Gibson, James J. · 1979
Gibson, James J. (1979). The Ecological Approach to Visual Perception. Psychology Press. Source ↗ · ISBN 978-1-848-72578-2
Gibson argues that visual perception is not the construction of internal representations from raw sensory data, but the direct pickup of information about action possibilities — affordances — available in the environment. Affordances are properties of the organism-environment relationship, not of either alone: a surface affords standing for a creature of the right size and weight, not in the abstract. Through analysis of optic flow, ground surfaces, and ecological validity, Gibson demonstrates that the perceptually meaningful structure of the world — what it offers for action — is available directly to a moving perceiver, without inference or internal modeling. The book challenges the representationist assumptions of both classical cognitive science and Cartesian mind-body dualism.
Renergence treats positioning as an affordance problem: what can you do here depends on the structural relationship between your capacities and this specific environment.
The Orientation domain uses Gibson's affordance concept to reframe what it means for an environment to fit a person's engagement capacities. The diagnostic question shifts from 'does this person have the skills this role requires?' to 'does this environment afford the engagement modes this person naturally supplies?' — a relational question, not a trait question. This is precisely Gibson's move: affordances are not properties of the environment alone or the person alone, but of the relationship between them. When a naturally Entrepreneurial person is placed in a highly procedural, approval-gated structure, affordance analysis reveals the environment does not offer the action possibilities that person's engagement mode requires — the problem is structural, not personal. The What You Stopped Noticing book applies this framework to help people re-perceive what their current environment actually makes possible, breaking the habituation that causes people to stop noticing that the affordances they need have disappeared.

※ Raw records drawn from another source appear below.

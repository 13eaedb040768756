//! Save/Load functionality
//!
//! The save is one flat JSON record: profile fields at the top level plus
//! the full game state. A save that cannot be read or parsed is treated as
//! absent, never as fatal; the game falls back to a fresh start.

use crate::data::Profile;
use crate::game::GameState;
use crate::GameError;
use chrono::{DateTime, Utc};
use serde::{Deserialize, Serialize};
use std::io::{Read, Write};
use std::path::{Path, PathBuf};

/// Environment variable overriding the save file location
pub const SAVE_PATH_ENV: &str = "HACKER_TERMINAL_SAVE";

const DEFAULT_SAVE_FILE: &str = "hacker_terminal_save.json";

/// The persisted record. JSON-compatible throughout: strings, numbers,
/// booleans, sequences and string-keyed maps only.
#[derive(Debug, Clone, Serialize, Deserialize)]
pub struct SaveData {
    pub user_name: Option<String>,
    pub user_xp: u32,
    pub user_level: u32,
    pub user_title: String,
    pub game_state: GameState,
    pub saved_at: DateTime<Utc>,
}

impl SaveData {
    /// Snapshot the running game
    pub fn capture(profile: &Profile, state: &GameState) -> Self {
        Self {
            user_name: state.user_name.clone(),
            user_xp: profile.xp,
            user_level: profile.level,
            user_title: profile.title.clone(),
            game_state: state.clone(),
            saved_at: Utc::now(),
        }
    }

    /// Rebuild the running game from a snapshot
    pub fn restore(self) -> (Profile, GameState) {
        let profile = Profile {
            xp: self.user_xp,
            level: self.user_level,
            title: self.user_title,
        };
        let mut state = self.game_state;
        // The top-level name mirrors the one inside the state; prefer it
        // so hand-edited saves behave predictably.
        if self.user_name.is_some() {
            state.user_name = self.user_name;
        }
        (profile, state)
    }
}

/// Serialize a snapshot to a writer
pub fn save_to<W: Write>(writer: W, save: &SaveData) -> Result<(), GameError> {
    serde_json::to_writer_pretty(writer, save)?;
    Ok(())
}

/// Deserialize a snapshot from a reader
pub fn load_from<R: Read>(reader: R) -> Result<SaveData, GameError> {
    Ok(serde_json::from_reader(reader)?)
}

/// Where the save lives: `$HACKER_TERMINAL_SAVE` if set, otherwise
/// `hacker_terminal_save.json` in the working directory.
pub fn default_save_path() -> PathBuf {
    std::env::var_os(SAVE_PATH_ENV)
        .map(PathBuf::from)
        .unwrap_or_else(|| PathBuf::from(DEFAULT_SAVE_FILE))
}

/// Write the snapshot to disk
pub fn save_to_path(path: &Path, save: &SaveData) -> Result<(), GameError> {
    let file = std::fs::File::create(path)?;
    save_to(file, save)
}

/// Load the game from disk. Missing, unreadable or corrupted saves all
/// fall back to a fresh profile and initial state.
pub fn load_or_initial(path: &Path) -> (Profile, GameState) {
    match std::fs::File::open(path) {
        Ok(file) => match load_from(file) {
            Ok(save) => save.restore(),
            Err(_) => (Profile::new(), GameState::new()),
        },
        Err(_) => (Profile::new(), GameState::new()),
    }
}

/// Delete the persisted save, if any. Used by the `reset` command.
pub fn clear_save(path: &Path) {
    let _ = std::fs::remove_file(path);
}

#[cfg(test)]
mod tests {
    use super::*;

    #[test]
    fn save_load_roundtrip() {
        let mut profile = Profile::new();
        profile.award_xp(45);
        let mut state = GameState::new();
        state.user_name = Some("ghost".to_string());
        state.tools.push("nmap".to_string());
        state.mission_step = 2;

        let mut buffer = Vec::new();
        save_to(&mut buffer, &SaveData::capture(&profile, &state)).expect("save failed");

        let (loaded_profile, loaded_state) =
            load_from(&buffer[..]).expect("load failed").restore();
        assert_eq!(loaded_profile, profile);
        assert_eq!(loaded_state, state);
    }

    #[test]
    fn corrupted_save_is_not_fatal() {
        let garbage = b"{ definitely not json";
        assert!(load_from(&garbage[..]).is_err());
    }
}
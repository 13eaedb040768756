//! Pure state transition functions
//!
//! Every gameplay action is a function from the current [`GameState`] (plus
//! arguments) to either a new state or a [`Denied`] refusal. `Err` always
//! means the state is unchanged; refusals are data, never panics, and their
//! `Display` text is exactly what the terminal prints.

use super::GameState;
use crate::data;

/// A refused action, with its user-facing message
#[derive(Debug, Clone, PartialEq, Eq, thiserror::Error)]
pub enum Denied {
    #[error("IP {0} not found. Run network_scan first!")]
    UnknownHost(String),

    #[error("Not connected to any host. Use 'connect <ip>' first.")]
    NotConnected,

    #[error("Access denied. Please 'login' first.")]
    NotLoggedIn,

    /// Combined gate used by file reads and directory changes
    #[error("Access denied. Connect and login first.")]
    NoSession,

    #[error("Password required. Use: login <password>")]
    PasswordRequired,

    #[error("Incorrect password for this host.")]
    WrongPassword,

    #[error("No file system found for this host.")]
    MissingFilesystem,

    #[error("File not found: {0}")]
    FileNotFound(String),

    #[error("Directory not found: {0}")]
    DirectoryNotFound(String),

    #[error("{0} is already installed.")]
    AlreadyInstalled(String),
}

/// Scan the network. Always succeeds; reveals the three base hosts, plus the
/// hidden server once the mission has progressed past Credential Harvesting.
pub fn scan_network(state: &GameState) -> GameState {
    let mut discovered: Vec<String> = data::BASE_SCAN_RESULTS
        .iter()
        .map(|ip| ip.to_string())
        .collect();
    if state.mission_step > 1 {
        discovered.push(data::HIDDEN_HOST.to_string());
    }

    GameState {
        discovered_ips: discovered,
        ..state.clone()
    }
}

/// Connect to a discovered host. Resets the login flag even when
/// reconnecting to the same address.
pub fn connect(state: &GameState, ip: &str) -> Result<GameState, Denied> {
    if !state.discovered_ips.iter().any(|known| known == ip) {
        return Err(Denied::UnknownHost(ip.to_string()));
    }
    Ok(GameState {
        connected_ip: Some(ip.to_string()),
        logged_in: false,
        ..state.clone()
    })
}

/// Log in to the connected host. Hosts that demand a password accept exactly
/// their configured one; open hosts accept anything, including nothing.
pub fn login(state: &GameState, password: Option<&str>) -> Result<GameState, Denied> {
    let ip = state.connected_ip.as_deref().ok_or(Denied::NotConnected)?;

    if let Some(profile) = data::host_profile(ip) {
        if let Some(expected) = profile.password {
            let supplied = password.ok_or(Denied::PasswordRequired)?;
            if supplied != expected {
                return Err(Denied::WrongPassword);
            }
        }
    }

    Ok(GameState {
        logged_in: true,
        ..state.clone()
    })
}

/// List the connected host's files and folders, in seed order. Read-only.
pub fn list_files(state: &GameState) -> Result<Vec<String>, Denied> {
    let ip = state.connected_ip.as_deref().ok_or(Denied::NotConnected)?;
    if !state.logged_in {
        return Err(Denied::NotLoggedIn);
    }
    let fs = state.directories.get(ip).ok_or(Denied::MissingFilesystem)?;

    let mut entries = fs.files.clone();
    entries.extend(fs.folders.iter().cloned());
    Ok(entries)
}

/// Read a file on the connected host
pub fn cat_file(state: &GameState, filename: &str) -> Result<&'static str, Denied> {
    let ip = session_host(state)?;
    data::file_content(ip, filename).ok_or_else(|| Denied::FileNotFound(filename.to_string()))
}

/// Enter a directory on the connected host
pub fn change_directory(state: &GameState, dirname: &str) -> Result<GameState, Denied> {
    let ip = session_host(state)?;

    let fs = state
        .directories
        .get(ip)
        .filter(|fs| fs.folders.iter().any(|f| f == dirname))
        .ok_or_else(|| Denied::DirectoryNotFound(dirname.to_string()))?;

    let mut directories = state.directories.clone();
    directories.insert(
        ip.to_string(),
        super::HostFs {
            current_dir: dirname.to_string(),
            ..fs.clone()
        },
    );

    Ok(GameState {
        directories,
        ..state.clone()
    })
}

/// Install a tool. Installing twice is a refusal, not a no-op.
pub fn install_tool(state: &GameState, tool: &str) -> Result<GameState, Denied> {
    if state.has_tool(tool) {
        return Err(Denied::AlreadyInstalled(tool.to_string()));
    }
    let mut tools = state.tools.clone();
    tools.push(tool.to_string());
    Ok(GameState {
        tools,
        ..state.clone()
    })
}

/// Connected-and-logged-in gate shared by file reads and directory changes
fn session_host(state: &GameState) -> Result<&str, Denied> {
    match state.connected_ip.as_deref() {
        Some(ip) if state.logged_in => Ok(ip),
        _ => Err(Denied::NoSession),
    }
}
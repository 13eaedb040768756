//! Core game logic and state management

pub mod interpreter;
pub mod missions;
pub mod transitions;

use crate::data;
use serde::{Deserialize, Serialize};
use std::collections::HashMap;

/// A host's filesystem as the player sees it. Seeded from the world model;
/// only `current_dir` ever changes at runtime.
#[derive(Debug, Clone, PartialEq, Eq, Serialize, Deserialize)]
pub struct HostFs {
    pub files: Vec<String>,
    pub folders: Vec<String>,
    pub current_dir: String,
}

impl HostFs {
    fn from_seed(seed: &data::FilesystemSeed) -> Self {
        Self {
            files: seed.files.iter().map(|f| f.to_string()).collect(),
            folders: seed.folders.iter().map(|f| f.to_string()).collect(),
            current_dir: "/".to_string(),
        }
    }
}

/// The whole mutable game world. Replaced wholesale by every successful
/// command; transition functions never mutate in place.
#[derive(Debug, Clone, PartialEq, Serialize, Deserialize)]
pub struct GameState {
    /// Hosts revealed by scanning, in discovery order
    pub discovered_ips: Vec<String>,

    /// The host the player is connected to, if any
    pub connected_ip: Option<String>,

    /// Valid only while `connected_ip` is set; cleared on every new connection
    pub logged_in: bool,

    /// Per-host filesystem, keyed by address
    pub directories: HashMap<String, HostFs>,

    /// Installed tools, in install order, no duplicates
    pub tools: Vec<String>,

    /// Index into the primary mission script; never decreases
    pub mission_step: usize,

    /// Side mission id -> steps cleared so far, in order
    pub side_mission_progress: HashMap<u32, usize>,

    /// Display name chosen via `whoami <name>`
    pub user_name: Option<String>,
}

impl GameState {
    /// The fixed initial state: nothing discovered, nothing installed,
    /// filesystems seeded from the world model.
    pub fn new() -> Self {
        let directories = data::FILESYSTEMS
            .iter()
            .map(|seed| (seed.address.to_string(), HostFs::from_seed(seed)))
            .collect();

        Self {
            discovered_ips: Vec::new(),
            connected_ip: None,
            logged_in: false,
            directories,
            tools: Vec::new(),
            mission_step: 0,
            side_mission_progress: HashMap::new(),
            user_name: None,
        }
    }

    /// Name shown in `whoami` output
    pub fn display_name(&self) -> &str {
        self.user_name.as_deref().unwrap_or("Anonymous")
    }

    pub fn has_tool(&self, name: &str) -> bool {
        self.tools.iter().any(|t| t == name)
    }

    /// True once every primary mission step has been cleared
    pub fn mission_complete(&self) -> bool {
        self.mission_step >= data::MISSION_STEPS.len()
    }
}

impl Default for GameState {
    fn default() -> Self {
        Self::new()
    }
}
//! Hacker Terminal
//!
//! A terminal hacking simulation game: scan the network, connect to hosts,
//! crack passwords, read what you shouldn't, and climb the ranks from
//! Script Kiddie to Digital Ghost.
//!
//! # Game Mechanics
//!
//! - **Missions**: A linear mission script drives progression; side missions
//!   reward the curious
//! - **Interconnected commands**: scanning unlocks hosts, connecting unlocks
//!   logins, logins unlock filesystems
//! - **XP and titles**: every action feeds the level counter
//!
//! # Architecture
//!
//! - `data` - The static world: hosts, filesystems, mission scripts, titles
//! - `game` - Game state, pure transition functions, the command interpreter
//! - `persistence` - Flat JSON save files
//! - `tui` - Terminal user interface with ratatui

pub mod data;
pub mod game;
pub mod persistence;
pub mod tui;

pub use game::interpreter::{interpret, CommandReport, Effect};
pub use game::GameState;

/// Game version
pub const VERSION: &str = env!("CARGO_PKG_VERSION");

/// Result type for the game
pub type Result<T> = anyhow::Result<T>;

/// Errors at the persistence boundary. Domain-level refusals (bad password,
/// unknown host, ...) are not errors; they live in [`game::transitions::Denied`].
#[derive(thiserror::Error, Debug)]
pub enum GameError {
    #[error("Save file corrupted: {0}")]
    CorruptedSave(#[from] serde_json::Error),

    #[error("Save file unreadable: {0}")]
    SaveIo(#[from] std::io::Error),
}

Gibson's affordance concept was developed through empirical perceptual psychology — specifically the study of how organisms navigate physical environments through direct pickup of visual information, with experimental grounding in optic flow and surface layout perception. The extension to social, organizational, and career positioning is conceptual, not empirical: there is no ecological psychology equivalent for reading what an organizational structure affords in the way there is for visual perception of a terrain. The specific claim that social environments afford particular engagement modes, and that this can be diagnostically observed, is an extension of Gibson's relational logic rather than something his research addresses. The framework borrows the relational structure of affordance theory while departing entirely from its perceptual and embodied experimental grounding.